The data must be returned in full and exactly as given.

# Material for this exercise:
■ ■ ■ ■ ■ ■ ■

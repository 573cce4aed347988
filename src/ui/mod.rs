pub mod ansi;
pub mod view;
use anyhow::Context;
use slotwindow::core::cli::CliPaths;
use slotwindow::core::context::AppContext;
use slotwindow::host::repl::BookingRepl;
use slotwindow::logging::LogTarget;

fn main() -> anyhow::Result<()> {
    let paths = CliPaths::from_env().map_err(anyhow::Error::msg)?;
    let ctx = AppContext::new_with_paths(paths.config_path, paths.logs_dir)
        .context("initializing the booking demo")?;

    let mut repl = BookingRepl::new(&ctx);
    if let Err(err) = repl.run(&ctx) {
        ctx.logger
            .error(format!("{err}"), LogTarget::ConsoleAndFile);
        std::process::exit(1);
    }
    Ok(())
}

■ ■ ■ ■ ■ ■ ■

# Answer section:
repository 573cce4aed347988
filename src/ui/mod.rs
pub mod ansi;
pub mod view;
use anyhow::Context;
use slotwindow::core::cli::CliPaths;
use slotwindow::core::context::AppContext;
use slotwindow::host::repl::BookingRepl;
use slotwindow::logging::LogTarget;

fn main() -> anyhow::Result<()> {
    let paths = CliPaths::from_env().map_err(anyhow::Error::msg)?;
    let ctx = AppContext::new_with_paths(paths.config_path, paths.logs_dir)
        .context("initializing the booking demo")?;

    let mut repl = BookingRepl::new(&ctx);
    if let Err(err) = repl.run(&ctx) {
        ctx.logger
            .error(format!("{err}"), LogTarget::ConsoleAndFile);
        std::process::exit(1);
    }
    Ok(())
}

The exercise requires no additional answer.